The CDC provides a panel of samples, collected from early and late disease patients, from confounders, and from endemic controls. The CDC published the initial assessment of diagnostic testing of their own samples, confirming STTT results have high specificity but 30–40% sensitivity for early infection^10,11^. This panel of samples was used by our laboratory multiple times, for early development. Although antibodies are stable when frozen, repeated freeze-thaw cycles may lower the amount of intact antibody. Results from the CDC cohorts show lower repeatability than other cohorts (technical replicate CV>80% average vs. <20% for samples with <3 freeze-thaw cycles). It is possible that degradation of this sample set could account for lower signals from the CDC samples. These are a limited resource and repeat batches are difficult to obtain.

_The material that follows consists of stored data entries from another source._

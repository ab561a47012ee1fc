//! Tensor shapes with partial knowledge.
//!
//! A shape is either unranked (nothing known) or ranked with each
//! dimension independently unknown or fixed. The refinement passes only
//! ever move shapes toward more information; the merge helpers here are
//! the primitives they use.

use std::fmt;

/// A single dimension extent.
#[derive(Debug, Clone, Copy, PartialEq, Eq, Hash, PartialOrd, Ord)]
pub enum Dim {
    /// Extent not statically known.
    Unknown,
    /// Statically known extent.
    Fixed(i64),
}

impl Dim {
    /// Information-combining merge: fails on contradictory fixed extents.
    pub fn narrow(self, other: Dim) -> Option<Dim> {
        match (self, other) {
            (Dim::Unknown, d) | (d, Dim::Unknown) => Some(d),
            (Dim::Fixed(a), Dim::Fixed(b)) if a == b => Some(Dim::Fixed(a)),
            _ => None,
        }
    }

    /// Least-specific common extent.
    pub fn join(self, other: Dim) -> Dim {
        match (self, other) {
            (Dim::Fixed(a), Dim::Fixed(b)) if a == b => Dim::Fixed(a),
            _ => Dim::Unknown,
        }
    }
}

impl fmt::Display for Dim {
    fn fmt(&self, f: &mut fmt::Formatter<'_>) -> fmt::Result {
        match self {
            Dim::Unknown => write!(f, "?"),
            Dim::Fixed(n) => write!(f, "{}", n),
        }
    }
}

/// A tensor shape.
#[derive(Debug, Clone, PartialEq, Eq, Hash, PartialOrd, Ord)]
pub enum Shape {
    /// Rank unknown.
    Unranked,
    /// Rank known; individual dims may still be unknown.
    Ranked(Vec<Dim>),
}

impl Shape {
    /// The 0-dimensional (scalar tensor) shape.
    pub fn scalar() -> Shape {
        Shape::Ranked(Vec::new())
    }

    /// A ranked shape with every dimension unknown.
    pub fn unknown_of_rank(rank: usize) -> Shape {
        Shape::Ranked(vec![Dim::Unknown; rank])
    }

    /// A fully concrete shape.
    pub fn concrete(dims: &[i64]) -> Shape {
        Shape::Ranked(dims.iter().map(|&d| Dim::Fixed(d)).collect())
    }

    /// Rank, when known.
    pub fn rank(&self) -> Option<usize> {
        match self {
            Shape::Unranked => None,
            Shape::Ranked(dims) => Some(dims.len()),
        }
    }

    /// Whether rank and every dimension are statically known.
    pub fn is_concrete(&self) -> bool {
        match self {
            Shape::Unranked => false,
            Shape::Ranked(dims) => dims.iter().all(|d| matches!(d, Dim::Fixed(_))),
        }
    }

    /// Total element count, when the shape is concrete.
    pub fn num_elements(&self) -> Option<i64> {
        match self {
            Shape::Unranked => None,
            Shape::Ranked(dims) => {
                let mut n: i64 = 1;
                for d in dims {
                    match d {
                        Dim::Fixed(e) => n = n.checked_mul(*e)?,
                        Dim::Unknown => return None,
                    }
                }
                Some(n)
            }
        }
    }

    /// The statically known extent of one dimension, if any.
    pub fn dim(&self, index: usize) -> Option<Dim> {
        match self {
            Shape::Unranked => None,
            Shape::Ranked(dims) => dims.get(index).copied(),
        }
    }

    /// Information-combining merge. `None` signals a contradiction
    /// (rank clash or incompatible fixed extents).
    pub fn narrow(&self, other: &Shape) -> Option<Shape> {
        match (self, other) {
            (Shape::Unranked, s) | (s, Shape::Unranked) => Some(s.clone()),
            (Shape::Ranked(a), Shape::Ranked(b)) => {
                if a.len() != b.len() {
                    return None;
                }
                let dims = a
                    .iter()
                    .zip(b)
                    .map(|(&x, &y)| x.narrow(y))
                    .collect::<Option<Vec<_>>>()?;
                Some(Shape::Ranked(dims))
            }
        }
    }

    /// Least-specific common shape, used at control-flow merges.
    pub fn join(&self, other: &Shape) -> Shape {
        match (self, other) {
            (Shape::Ranked(a), Shape::Ranked(b)) if a.len() == b.len() => {
                Shape::Ranked(a.iter().zip(b).map(|(&x, &y)| x.join(y)).collect())
            }
            _ => Shape::Unranked,
        }
    }

    /// Whether `self` carries at least as much information as `other`.
    pub fn refines(&self, other: &Shape) -> bool {
        match (self, other) {
            (_, Shape::Unranked) => true,
            (Shape::Unranked, Shape::Ranked(_)) => false,
            (Shape::Ranked(a), Shape::Ranked(b)) => {
                a.len() == b.len()
                    && a.iter().zip(b).all(|(x, y)| match (x, y) {
                        (_, Dim::Unknown) => true,
                        (Dim::Fixed(m), Dim::Fixed(n)) => m == n,
                        (Dim::Unknown, Dim::Fixed(_)) => false,
                    })
            }
        }
    }

    /// Elementwise-broadcast result shape, aligning trailing dimensions.
    ///
    /// `None` signals statically impossible broadcasting (two fixed,
    /// unequal, non-1 extents). An unknown extent broadcasts against a
    /// fixed one by assuming the program is valid: a fixed extent other
    /// than 1 wins; a fixed 1 leaves the result unknown.
    pub fn broadcast(&self, other: &Shape) -> Option<Shape> {
        let (a, b) = match (self, other) {
            (Shape::Ranked(a), Shape::Ranked(b)) => (a, b),
            _ => return Some(Shape::Unranked),
        };
        let rank = a.len().max(b.len());
        let mut dims = vec![Dim::Unknown; rank];
        for i in 0..rank {
            // Align from the trailing end; missing leading dims act as 1.
            let x = i
                .checked_sub(rank - a.len())
                .map(|j| a[j])
                .unwrap_or(Dim::Fixed(1));
            let y = i
                .checked_sub(rank - b.len())
                .map(|j| b[j])
                .unwrap_or(Dim::Fixed(1));
            dims[i] = match (x, y) {
                (Dim::Fixed(m), Dim::Fixed(n)) => {
                    if m == n {
                        Dim::Fixed(m)
                    } else if m == 1 {
                        Dim::Fixed(n)
                    } else if n == 1 {
                        Dim::Fixed(m)
                    } else {
                        return None;
                    }
                }
                (Dim::Unknown, Dim::Fixed(n)) | (Dim::Fixed(n), Dim::Unknown) => {
                    if n == 1 {
                        Dim::Unknown
                    } else {
                        Dim::Fixed(n)
                    }
                }
                (Dim::Unknown, Dim::Unknown) => Dim::Unknown,
            };
        }
        Some(Shape::Ranked(dims))
    }
}

impl fmt::Display for Shape {
    fn fmt(&self, f: &mut fmt::Formatter<'_>) -> fmt::Result {
        match self {
            Shape::Unranked => write!(f, "*"),
            Shape::Ranked(dims) => {
                write!(f, "[")?;
                for (i, d) in dims.iter().enumerate() {
                    if i > 0 {
                        write!(f, ",")?;
                    }
                    write!(f, "{}", d)?;
                }
                write!(f, "]")
            }
        }
    }
}

#[cfg(test)]
mod tests {
    use super::*;

    #[test]
    fn narrow_gains_information() {
        let unranked = Shape::Unranked;
        let ranked = Shape::unknown_of_rank(2);
        let concrete = Shape::concrete(&[2, 3]);

        assert_eq!(unranked.narrow(&ranked), Some(ranked.clone()));
        assert_eq!(ranked.narrow(&concrete), Some(concrete.clone()));
        assert_eq!(concrete.narrow(&concrete), Some(concrete));
    }

    #[test]
    fn narrow_detects_contradictions() {
        assert_eq!(
            Shape::concrete(&[2, 3]).narrow(&Shape::concrete(&[2, 4])),
            None
        );
        assert_eq!(
            Shape::unknown_of_rank(2).narrow(&Shape::unknown_of_rank(3)),
            None
        );
    }

    #[test]
    fn join_loses_information() {
        let a = Shape::concrete(&[2, 3]);
        let b = Shape::concrete(&[2, 4]);
        assert_eq!(
            a.join(&b),
            Shape::Ranked(vec![Dim::Fixed(2), Dim::Unknown])
        );
        assert_eq!(a.join(&Shape::unknown_of_rank(3)), Shape::Unranked);
    }

    #[test]
    fn refines_is_an_order() {
        let concrete = Shape::concrete(&[4]);
        let ranked = Shape::unknown_of_rank(1);
        assert!(concrete.refines(&ranked));
        assert!(concrete.refines(&Shape::Unranked));
        assert!(!ranked.refines(&concrete));
        assert!(concrete.refines(&concrete));
    }

    #[test]
    fn broadcast_trailing_alignment() {
        let a = Shape::concrete(&[4, 1]);
        let b = Shape::concrete(&[3]);
        assert_eq!(a.broadcast(&b), Some(Shape::concrete(&[4, 3])));
    }

    #[test]
    fn broadcast_mismatch() {
        let a = Shape::concrete(&[2]);
        let b = Shape::concrete(&[3]);
        assert_eq!(a.broadcast(&b), None);
    }

    #[test]
    fn broadcast_with_unknown() {
        let a = Shape::Ranked(vec![Dim::Unknown]);
        let b = Shape::concrete(&[5]);
        assert_eq!(a.broadcast(&b), Some(Shape::concrete(&[5])));

        let one = Shape::concrete(&[1]);
        assert_eq!(a.broadcast(&one), Some(Shape::Ranked(vec![Dim::Unknown])));
    }

    #[test]
    fn element_count() {
        assert_eq!(Shape::concrete(&[2, 3]).num_elements(), Some(6));
        assert_eq!(Shape::scalar().num_elements(), Some(1));
        assert_eq!(Shape::unknown_of_rank(1).num_elements(), None);
        assert_eq!(Shape::Unranked.num_elements(), None);
    }

    #[test]
    fn display() {
        assert_eq!(format!("{}", Shape::Unranked), "*");
        assert_eq!(format!("{}", Shape::concrete(&[2, 3])), "[2,3]");
        assert_eq!(
            format!("{}", Shape::Ranked(vec![Dim::Fixed(2), Dim::Unknown])),
            "[2,?]"
        );
    }
}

Clinical impact in endemic and non-endemic settings
The assay’s performance characteristics translate to meaningful clinical benefit. Untreated B. burgdorferi infection disseminates within 1–2 weeks, affecting approximately 50% of cases and underscoring the importance of early accurate diagnosis. In non-endemic regions, the assay’s high negative predictive value (0.95, 95% CI: 0.91–0.97) could substantially reduce unnecessary antibiotic prescriptions while ensuring treatment for true cases. The PPV ranges from 0.35 where Lyme prevalence is 5% to PPV of 0.10 when Lyme prevalence is 1%.
Diagnostic utility in post-treatment Lyme disease
The clinical utility of PTLD diagnosis differs fundamentally from early disease detection. Four NIH-sponsored randomized controlled trials evaluating extended antibiotic therapy for PTLD showed limited sustained benefit or adverse events. While the STOP-LD trial demonstrated transient improvement in fatigue scores^27^, benefits were not sustained. Current CDC, NIAID, and IDSA guidelines recommend against prolonged antibiotic therapy for PTLD, emphasizing instead symptomatic management and supportive care^46–48^.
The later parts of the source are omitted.